After completing inter-college, Shubha moved to New Delhi and enrolled at Delhi University for her undergraduate studies. In Delhi, she continued her musical education under Vinay Chandra Maudgalya, who was the founder of Gandharva Mahavidyalaya, a school of fine arts located in Maudgalya's residence in Connaught Place. Apart from being an outstanding classical musician, Maudgalya was also an accomplished lyricist who wrote the song "Hind Desh ke Niwasi", used in the animation film Ek Anek Aur Ekta by Vijaya Mulay.

After graduating from Delhi University, Shubha continued her training under Vasant Thakar in Delhi, and more informally with other established singers as Jitendra Abhisheki, Naina Devi and Kumar Gandharva.

Performing career

Shubha Mudgal started performing as a Hindustani classical singer in the 1980s, and gained a certain reputation as a talented singer. In the 1990s, she started experimenting with other forms of music, including pop and fusion varieties. She says, "I believe in music. Khayal and Thumri are my favourites, but that does not mean that I should not experiment with other forms. Why should I curtail my musical urges? ..... I want to allow the artist in me to come through. If you are a musician, how can you say, 'this one is from devotional poetry, so I am not going to sing it."' In addition to her recordings and concerts, she briefly ran a website called raagsangeet.com aimed at lovers of Indian classical.

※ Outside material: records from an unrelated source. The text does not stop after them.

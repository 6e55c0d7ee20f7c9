//! # Logging Infrastructure
//!
//! Structured diagnostics with `tracing`.
//!
//! Command results go to stdout, so every log layer writes to **stderr**,
//! plus an optional daily-rolling file.
//!
//! ## Quick Start
//!
//! ```no_run
//! use uhs_cli::logging::{init_logging, LogConfig};
//!
//! let config = LogConfig::default();
//! let _guard = init_logging(&config).expect("Failed to initialize logging");
//!
//! tracing::warn!("only warnings and errors by default");
//! ```
//!
//! ## From Configuration
//!
//! ```
//! use uhs_cli::logging::{LogConfig, LogFormat, LogLevel};
//! use uhs_core::Config;
//!
//! let settings = Config::builder().log_level("error").log_format("json").build();
//! let config = LogConfig::from_settings(&settings.logging, 2).expect("valid settings");
//! assert_eq!(config.level, LogLevel::Debug);
//! assert_eq!(config.format, LogFormat::Json);
//! ```

use std::path::PathBuf;
use std::str::FromStr;

use tracing_subscriber::{
    fmt::{self, format::FmtSpan},
    layer::SubscriberExt,
    util::SubscriberInitExt,
    EnvFilter,
};
use uhs_core::{expand_path, LoggingConfig};

/// Error type for logging initialization failures.
#[derive(Debug, thiserror::Error)]
pub enum LogError {
    /// Failed to create log file or directory
    #[error("Failed to create log file: {0}")]
    FileCreation(String),
    /// Failed to initialize the subscriber
    #[error("Failed to initialize logging: {0}")]
    SubscriberInit(String),
    /// Invalid configuration
    #[error("Invalid log configuration: {0}")]
    InvalidConfig(String),
}

/// Log level configuration.
///
/// Variants are ordered from most to least verbose.
#[derive(Debug, Clone, Copy, Default, PartialEq, Eq, PartialOrd, Ord)]
pub enum LogLevel {
    /// Most verbose: trace, debug, info, warn, error
    Trace,
    /// Verbose: debug, info, warn, error
    Debug,
    /// Standard: info, warn, error
    Info,
    /// Quiet: warn, error
    #[default]
    Warn,
    /// Quietest: error only
    Error,
}

impl LogLevel {
    /// Get the string representation for env filter.
    #[must_use]
    pub const fn as_str(self) -> &'static str {
        match self {
            Self::Trace => "trace",
            Self::Debug => "debug",
            Self::Info => "info",
            Self::Warn => "warn",
            Self::Error => "error",
        }
    }

    /// This level, made more verbose by `verbosity` `-v` flags.
    ///
    /// Flags never make logging quieter than configured.
    #[must_use]
    pub fn raised_by(self, verbosity: u8) -> Self {
        if verbosity == 0 {
            self
        } else {
            self.min(verbosity_to_level(verbosity))
        }
    }
}

impl FromStr for LogLevel {
    type Err = LogError;

    fn from_str(s: &str) -> Result<Self, Self::Err> {
        match s.trim().to_ascii_lowercase().as_str() {
            "trace" => Ok(Self::Trace),
            "debug" => Ok(Self::Debug),
            "info" => Ok(Self::Info),
            "warn" | "warning" => Ok(Self::Warn),
            "error" => Ok(Self::Error),
            other => Err(LogError::InvalidConfig(format!("unknown level '{other}'"))),
        }
    }
}

impl std::fmt::Display for LogLevel {
    fn fmt(&self, f: &mut std::fmt::Formatter<'_>) -> std::fmt::Result {
        write!(f, "{}", self.as_str())
    }
}

/// Log output format configuration.
#[derive(Debug, Clone, Copy, Default, PartialEq, Eq)]
pub enum LogFormat {
    /// Human-readable multi-line format (default).
    #[default]
    Pretty,
    /// JSON structured format.
    Json,
    /// Compact single-line format.
    Compact,
}

impl FromStr for LogFormat {
    type Err = LogError;

    fn from_str(s: &str) -> Result<Self, Self::Err> {
        match s.trim().to_ascii_lowercase().as_str() {
            "pretty" => Ok(Self::Pretty),
            "json" => Ok(Self::Json),
            "compact" => Ok(Self::Compact),
            other => Err(LogError::InvalidConfig(format!("unknown format '{other}'"))),
        }
    }
}

impl std::fmt::Display for LogFormat {
    fn fmt(&self, f: &mut std::fmt::Formatter<'_>) -> std::fmt::Result {
        match self {
            Self::Pretty => write!(f, "pretty"),
            Self::Json => write!(f, "json"),
            Self::Compact => write!(f, "compact"),
        }
    }
}

/// Configuration for the logging system.
#[derive(Debug, Clone, Default)]
pub struct LogConfig {
    /// Minimum severity logged. Defaults to [`LogLevel::Warn`].
    pub level: LogLevel,

    /// Output format. Defaults to [`LogFormat::Pretty`].
    pub format: LogFormat,

    /// Optional file logged to in addition to stderr.
    ///
    /// The directory will be created if it doesn't exist.
    pub file_path: Option<PathBuf>,
}

impl LogConfig {
    /// Builds the logging setup from the `[logging]` section and the number
    /// of `-v` flags.
    ///
    /// # Errors
    ///
    /// Returns [`LogError::InvalidConfig`] for an unknown level or format, or
    /// a file path whose `~` cannot be expanded.
    pub fn from_settings(settings: &LoggingConfig, verbosity: u8) -> Result<Self, LogError> {
        let level = settings.level.parse::<LogLevel>()?.raised_by(verbosity);
        let format = settings.format.parse()?;
        let file_path = settings
            .file
            .as_deref()
            .map(expand_path)
            .transpose()
            .map_err(|e| LogError::InvalidConfig(e.to_string()))?;

        Ok(Self {
            level,
            format,
            file_path,
        })
    }
}

/// Guard that flushes logs on drop.
///
/// Keep it alive for the duration of the program so the file writer can
/// flush on shutdown.
pub struct LogGuard {
    guard: Option<tracing_appender::non_blocking::WorkerGuard>,
}

impl LogGuard {
    const fn new(guard: Option<tracing_appender::non_blocking::WorkerGuard>) -> Self {
        Self { guard }
    }
}

impl std::fmt::Debug for LogGuard {
    fn fmt(&self, f: &mut std::fmt::Formatter<'_>) -> std::fmt::Result {
        f.debug_struct("LogGuard")
            .field("has_file_guard", &self.guard.is_some())
            .finish()
    }
}

/// Initialize the logging system.
///
/// `RUST_LOG` is ignored; the level comes from `config` only.
///
/// # Errors
///
/// Returns [`LogError`] if:
/// - The log file directory cannot be created
/// - The subscriber cannot be initialized (e.g., already initialized)
pub fn init_logging(config: &LogConfig) -> Result<LogGuard, LogError> {
    let filter = EnvFilter::try_new(config.level.as_str())
        .map_err(|e| LogError::InvalidConfig(e.to_string()))?;

    let (file_writer, guard) = if let Some(ref path) = config.file_path {
        let dir = match path.parent() {
            Some(parent) if !parent.as_os_str().is_empty() => parent,
            _ => std::path::Path::new("."),
        };
        std::fs::create_dir_all(dir)
            .map_err(|e| LogError::FileCreation(format!("{}: {}", dir.display(), e)))?;

        let filename = path
            .file_name()
            .and_then(|s| s.to_str())
            .ok_or_else(|| LogError::InvalidConfig("Invalid log file name".to_string()))?;

        let file_appender = tracing_appender::rolling::daily(dir, filename);
        let (non_blocking, guard) = tracing_appender::non_blocking(file_appender);
        (Some(non_blocking), Some(guard))
    } else {
        (None, None)
    };

    match config.format {
        LogFormat::Pretty => {
            let fmt_layer = fmt::layer()
                .pretty()
                .with_writer(std::io::stderr)
                .with_target(true)
                .with_span_events(FmtSpan::CLOSE);
            let file_layer = file_writer.map(|writer| {
                fmt::layer()
                    .with_writer(writer)
                    .with_ansi(false)
                    .with_target(true)
            });

            tracing_subscriber::registry()
                .with(filter)
                .with(fmt_layer)
                .with(file_layer)
                .try_init()
                .map_err(|e| LogError::SubscriberInit(e.to_string()))?;
        }
        LogFormat::Json => {
            let fmt_layer = fmt::layer()
                .json()
                .with_writer(std::io::stderr)
                .with_target(true)
                .with_current_span(true);
            let file_layer =
                file_writer.map(|writer| fmt::layer().json().with_writer(writer).with_target(true));

            tracing_subscriber::registry()
                .with(filter)
                .with(fmt_layer)
                .with(file_layer)
                .try_init()
                .map_err(|e| LogError::SubscriberInit(e.to_string()))?;
        }
        LogFormat::Compact => {
            let fmt_layer = fmt::layer()
                .compact()
                .with_writer(std::io::stderr)
                .with_target(true);
            let file_layer = file_writer.map(|writer| {
                fmt::layer()
                    .compact()
                    .with_writer(writer)
                    .with_ansi(false)
                    .with_target(true)
            });

            tracing_subscriber::registry()
                .with(filter)
                .with(fmt_layer)
                .with(file_layer)
                .try_init()
                .map_err(|e| LogError::SubscriberInit(e.to_string()))?;
        }
    }

    Ok(LogGuard::new(guard))
}

/// Map `-v` count to a log level.
///
/// ```
/// use uhs_cli::logging::{verbosity_to_level, LogLevel};
///
/// assert_eq!(verbosity_to_level(0), LogLevel::Warn);
/// assert_eq!(verbosity_to_level(1), LogLevel::Info);
/// assert_eq!(verbosity_to_level(2), LogLevel::Debug);
/// assert_eq!(verbosity_to_level(3), LogLevel::Trace);
/// ```
#[must_use]
pub const fn verbosity_to_level(verbosity: u8) -> LogLevel {
    match verbosity {
        0 => LogLevel::Warn,
        1 => LogLevel::Info,
        2 => LogLevel::Debug,
        _ => LogLevel::Trace,
    }
}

Mudgal sang the title track of Star Plus's serial Diya Aur Baati Hum along with Kailash Kher. She also sang on the soundtrack of the film Mystic India.

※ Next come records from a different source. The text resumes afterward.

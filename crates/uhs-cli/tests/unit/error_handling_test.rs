//! Error handling and conversion tests.
//!
//! These tests verify that error types implement the correct traits and
//! have readable Display implementations.

#![allow(clippy::expect_used, clippy::unwrap_used)]

use std::error::Error;

use uhs_cli::logging::LogError;
use uhs_client::{AddressError, ClientError};
use uhs_core::ConfigError;

/// Test that all error types implement the Error trait.
#[test]
fn test_error_trait_implementation() {
    let err = LogError::FileCreation("test".to_string());
    assert!(err.source().is_none());

    let err = ClientError::NotInitialized;
    assert!(err.source().is_none());

    let io_err = std::io::Error::new(std::io::ErrorKind::PermissionDenied, "denied");
    let err = ClientError::from(io_err);
    assert!(err.source().is_some());

    let err = AddressError::WrongLength(3);
    assert!(err.source().is_none());

    let err = ConfigError::file_not_found("/nope.toml");
    assert!(err.source().is_none());
}

/// Test error Display implementations.
#[test]
fn test_error_display() {
    let err = LogError::InvalidConfig("bad value".to_string());
    assert!(err.to_string().contains("Invalid log configuration"));
    assert!(err.to_string().contains("bad value"));

    let err = ClientError::CorruptState {
        path: "wallet.json".to_string(),
        reason: "expected value".to_string(),
    };
    assert!(err.to_string().contains("wallet.json"));
    assert!(err.to_string().contains("expected value"));

    let err = ClientError::TooManyOutputs {
        requested: 7,
        max: 5,
    };
    assert_eq!(err.to_string(), "too many outputs: 7 (at most 5)");

    let err = AddressError::UnsupportedType(5);
    assert!(err.to_string().contains("0x05"));

    let err = ConfigError::invalid_value("logging.level", "loud");
    assert!(err.to_string().contains("logging.level"));
    assert!(err.to_string().contains("loud"));
}

/// Errors are `Send + Sync` so they can cross thread boundaries.
#[test]
fn test_errors_are_send_sync() {
    fn assert_send_sync<T: Send + Sync>() {}
    assert_send_sync::<LogError>();
    assert_send_sync::<ClientError>();
    assert_send_sync::<AddressError>();
    assert_send_sync::<ConfigError>();
}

In 2019, she also turned into a fictional writer with her debut book titled 'Looking for Miss Sargam: Stories of Music and Misadventure'.

Awards
Mudgal's awards include:

 the 1996 National Film Award for Best Non-Feature Film Music Direction for "Amrit Beej"
 the 1998 Gold Plaque Award for Special Achievement in Music at the 34th Chicago International Film Festival for her music in the film Dance of the Wind
 the Padma Shri in 2000
 the 2016 Rajiv Gandhi National Sadbhavana Award for her outstanding contribution towards the promotion of communal harmony, peace and goodwill

Personal life
Shortly graduating from Delhi University, she married Mukul Mudgal, son of her guru Vinay Chandra Maudgalya. It is by this marriage that she acquired the surname Mudgal which she uses professionally. Her husband, who was also an accomplished musician, chose not to pursue music as a profession, but instead became a lawyer and jurist. He retired as the Chief Justice of the Punjab and Haryana High Court and thereafter headed the Mudgal Committee.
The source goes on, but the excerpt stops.